In reality, of course, BlackRock does not tell its clients how to invest but offers them choices in various (mostly passive) investment vehicles and then follows their instructions on what they pick. While corporate governance expert Gerry Brown, and author of ‘The Independent Director’ (www.theindependentdirector.co.uk) endorses Fink’s sentiments on the need for investment in sustainable assets and also supports BlackRock’s changing investment decision priorities, he wonders if there might be something of an actual and ongoing hypocrisy and disconnect between BlackRock public statements and company actions.
“Having sent his (annual) letter to the CEOs of 200 Top Global companies stating that moving forwards investment decisions need to have environmental sustainability as a core goal, if actions are to speak louder than words then why does he then travel to the World Economic Forum in Davos, Switzerland to discuss it in person after it received so much news coverage?” notes Brown.
“Surely there are enough directors on the 18 person Board of Directors of BlackRock with sufficient independence or sincerely held concern able to assert their new found fossil-fuel freedom to kick open their environmental sustainability door and suggest to Mr Fink that he instead teleconference into this Davos event?

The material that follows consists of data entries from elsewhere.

//! Focus timer.
//!
//! The work/break cycle and everything it needs:
//! - Phase state machine with session counting
//! - Durable settings with change notification
//! - Cooperative one-second ticking
//! - Clock and duration formatting
//! - Cycle status reports

pub mod engine;
pub mod phase;
pub mod report;
pub mod session;
pub mod settings;
pub mod store;
pub mod ticker;
pub mod timer;

pub use engine::{sessions_until_long_break, PhaseCompletion, TimerEngine, TimerSnapshot};
pub use phase::Phase;
pub use report::StatusReport;
pub use session::Pomodoro;
pub use settings::{Configuration, RawSettingsInput};
pub use store::{ConfigStore, SessionCounter, Subscription, CONFIG_KEY, SESSION_COUNT_KEY};
pub use ticker::Ticker;
pub use timer::{format_clock, format_duration, render_progress_bar};
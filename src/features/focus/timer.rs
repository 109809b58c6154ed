//! Countdown formatting helpers.

/// Format remaining seconds as `MM:SS`, floored at zero.
#[must_use]
pub fn format_clock(seconds: i64) -> String {
    let total_seconds = seconds.max(0);
    let minutes = total_seconds / 60;
    let seconds = total_seconds % 60;
    format!("{minutes:02}:{seconds:02}")
}

/// Format a duration in seconds as a human-readable string.
///
/// Whole hours and minutes come first; leftover seconds are appended.
#[must_use]
pub fn format_duration(total_seconds: u64) -> String {
    let hours = total_seconds / 3600;
    let minutes = (total_seconds % 3600) / 60;
    let seconds = total_seconds % 60;

    let parts: Vec<String> = [(hours, "hour"), (minutes, "minute"), (seconds, "second")]
        .into_iter()
        .filter(|(count, _)| *count > 0)
        .map(|(count, unit)| format!("{count} {unit}{}", if count == 1 { "" } else { "s" }))
        .collect();

    if parts.is_empty() {
        "0 seconds".to_string()
    } else {
        parts.join(", ")
    }
}

/// Render a progress bar.
#[must_use]
#[allow(
    clippy::cast_possible_truncation,
    clippy::cast_sign_loss,
    clippy::cast_precision_loss
)]
pub fn render_progress_bar(progress: f64, width: usize) -> String {
    let filled = ((progress.clamp(0.0, 1.0)) * width as f64) as usize;
    let empty = width.saturating_sub(filled);

    format!("[{}{}]", "█".repeat(filled), "░".repeat(empty))
}
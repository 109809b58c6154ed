//! pomodoro - a focus/break countdown timer for the terminal
//!
//! This crate provides the timer engine, its persisted settings and session
//! counter, and the command line and terminal front ends built on them.

#![deny(unsafe_code)]
#![deny(clippy::unwrap_used)]
#![deny(clippy::expect_used)]
#![warn(clippy::pedantic)]
#![warn(clippy::nursery)]
#![allow(clippy::module_name_repetitions)]

pub mod cli;
pub mod config;
pub mod error;
pub mod features;
pub mod output;
pub mod storage;
pub mod tui;

pub use cli::args::{Cli, Commands, OutputFormat};
pub use error::PomodoroError;
pub use features::focus::{Configuration, Pomodoro, TimerEngine};
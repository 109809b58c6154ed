use std::path::PathBuf;

use clap::{Args, Parser, Subcommand, ValueEnum};
use clap_complete::Shell;
use serde::{Deserialize, Serialize};

use crate::features::focus::Phase;

#[derive(Parser, Debug)]
#[command(name = "pomodoro")]
#[command(about = "A pomodoro focus timer for the terminal")]
#[command(long_about = "pomodoro - work/break focus timer

Alternates work sessions with short breaks and, every few sessions, a long
break. Settings and the completed session count survive restarts.

QUICK START:
  pomodoro                       Open the interactive timer
  pomodoro status                Show durations and cycle position
  pomodoro config set --work 50  Use 50 minute work sessions

OUTPUT FORMATS:
  --output pretty    Human-readable colored output (default)
  --output json      Machine-readable JSON for scripting

For more information on a specific command, run:
  pomodoro <command> --help")]
#[command(version, propagate_version = true)]
pub struct Cli {
    /// Output format for command results
    ///
    /// Use 'pretty' for human-readable colored output (default),
    /// or 'json' for machine-readable output suitable for scripting.
    #[arg(short, long, value_enum, default_value = "pretty", global = true)]
    pub output: OutputFormat,

    /// Directory holding settings, session count and logs
    ///
    /// Defaults to ~/.pomodoro
    #[arg(long, global = true, env = "POMODORO_DATA_DIR", value_name = "DIR")]
    pub data_dir: Option<PathBuf>,

    /// Enable debug logging
    #[arg(short, long, global = true)]
    pub verbose: bool,

    #[command(subcommand)]
    pub command: Option<Commands>,
}

impl Cli {
    /// The subcommand to execute, `run` when none was given.
    #[must_use]
    pub fn command_or_default(&self) -> Commands {
        self.command
            .clone()
            .unwrap_or_else(|| Commands::Run(RunArgs::default()))
    }
}

/// Output format for command results.
#[derive(ValueEnum, Clone, Copy, Debug, Default, PartialEq, Eq, Serialize, Deserialize)]
#[serde(rename_all = "lowercase")]
pub enum OutputFormat {
    /// Human-readable colored output.
    #[default]
    Pretty,
    /// Machine-readable JSON output.
    Json,
}

#[derive(Subcommand, Debug, Clone, PartialEq, Eq)]
pub enum Commands {
    /// Open the interactive timer (default)
    ///
    /// Keys:
    ///   space / s    Start or pause
    ///   r            Reset the current phase
    ///   1 / 2 / 3    Switch to work, short break, long break
    ///   e            Edit settings
    ///   q / Esc      Quit
    ///
    /// # Examples
    ///
    ///   pomodoro run
    ///   pomodoro run --phase short
    #[command(alias = "tui")]
    Run(RunArgs),

    /// Show phase durations, cycle position and completed sessions
    ///
    /// # Examples
    ///
    ///   pomodoro status
    ///   pomodoro status -o json
    #[command(alias = "st")]
    Status,

    /// Show or change timer settings
    Config(ConfigArgs),

    /// Generate shell completion scripts
    ///
    /// # Examples
    ///
    ///   pomodoro completions bash > ~/.local/share/bash-completion/completions/pomodoro
    ///   pomodoro completions zsh --install
    Completions {
        /// Target shell
        #[arg(value_enum)]
        shell: Shell,

        /// Print installation instructions instead of the script
        #[arg(long)]
        install: bool,
    },
}

#[derive(Args, Debug, Clone, Default, PartialEq, Eq)]
pub struct RunArgs {
    /// Phase to open in: work, short or long
    #[arg(long, value_parser = parse_phase)]
    pub phase: Option<Phase>,
}

/// Parse a phase name or alias (`work`, `short`, `long`, `sb`, ...).
fn parse_phase(s: &str) -> Result<Phase, String> {
    Phase::parse(s).ok_or_else(|| format!("unknown phase '{s}', expected work, short or long"))
}

#[derive(Args, Debug, Clone, PartialEq, Eq)]
pub struct ConfigArgs {
    #[command(subcommand)]
    pub command: ConfigCommands,
}

#[derive(Subcommand, Debug, Clone, PartialEq, Eq)]
pub enum ConfigCommands {
    /// Show the current timer settings
    Show,

    /// Change timer settings
    ///
    /// Durations are minutes. Values that are not positive numbers become 1.
    /// Omitted options keep their current value.
    ///
    /// # Examples
    ///
    ///   pomodoro config set --work 50 --short 10
    ///   pomodoro config set --sessions 3
    Set {
        /// Work session length in minutes
        #[arg(long, value_name = "MINUTES", allow_hyphen_values = true)]
        work: Option<String>,

        /// Short break length in minutes
        #[arg(long, value_name = "MINUTES", allow_hyphen_values = true)]
        short: Option<String>,

        /// Long break length in minutes
        #[arg(long, value_name = "MINUTES", allow_hyphen_values = true)]
        long: Option<String>,

        /// Work sessions before a long break
        #[arg(long, value_name = "COUNT", allow_hyphen_values = true)]
        sessions: Option<String>,
    },
}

I am pretty sure that event sponsor IBM help produce products that might assist with such teleconferencing matters. Do as I say not as I do is rarely a good look when it comes to fossil fuels, climate breakdown or private jets.”
Brown continues, “It is only last Autumn – after not travelling there by private jet – that Greta Thunberg warned us at the UN Climate Summit in Madrid, ‘The real danger is when politicians and CEOs are making it look like real action is happening, when in fact almost nothing is being done, apart from clever accounting and creative PR.’
“Additionally, Michael Brune of the Sierra Club again reminds us this week, ‘In the past, BlackRock has used its enormous financial leverage to support fossil fuel CEOs and spike climate-critical shareholder resolutions. Last year it voted against every single resolution backed by the Climate Action 100+ investor coalition, the same group that BlackRock just [in Fink’s 2020 letter to CEOs] committed to join.”
According to Brown, where Fink can assert and demonstrate the sincerity of his conversion to cause of sustainable investments is in the operation and corporate governance of BlackRock itself, particularly in regard to own activities – from investments practices, lobbying to the behaviours and composition of its executive board members and their constituency of other companies still investing in fossil fuels.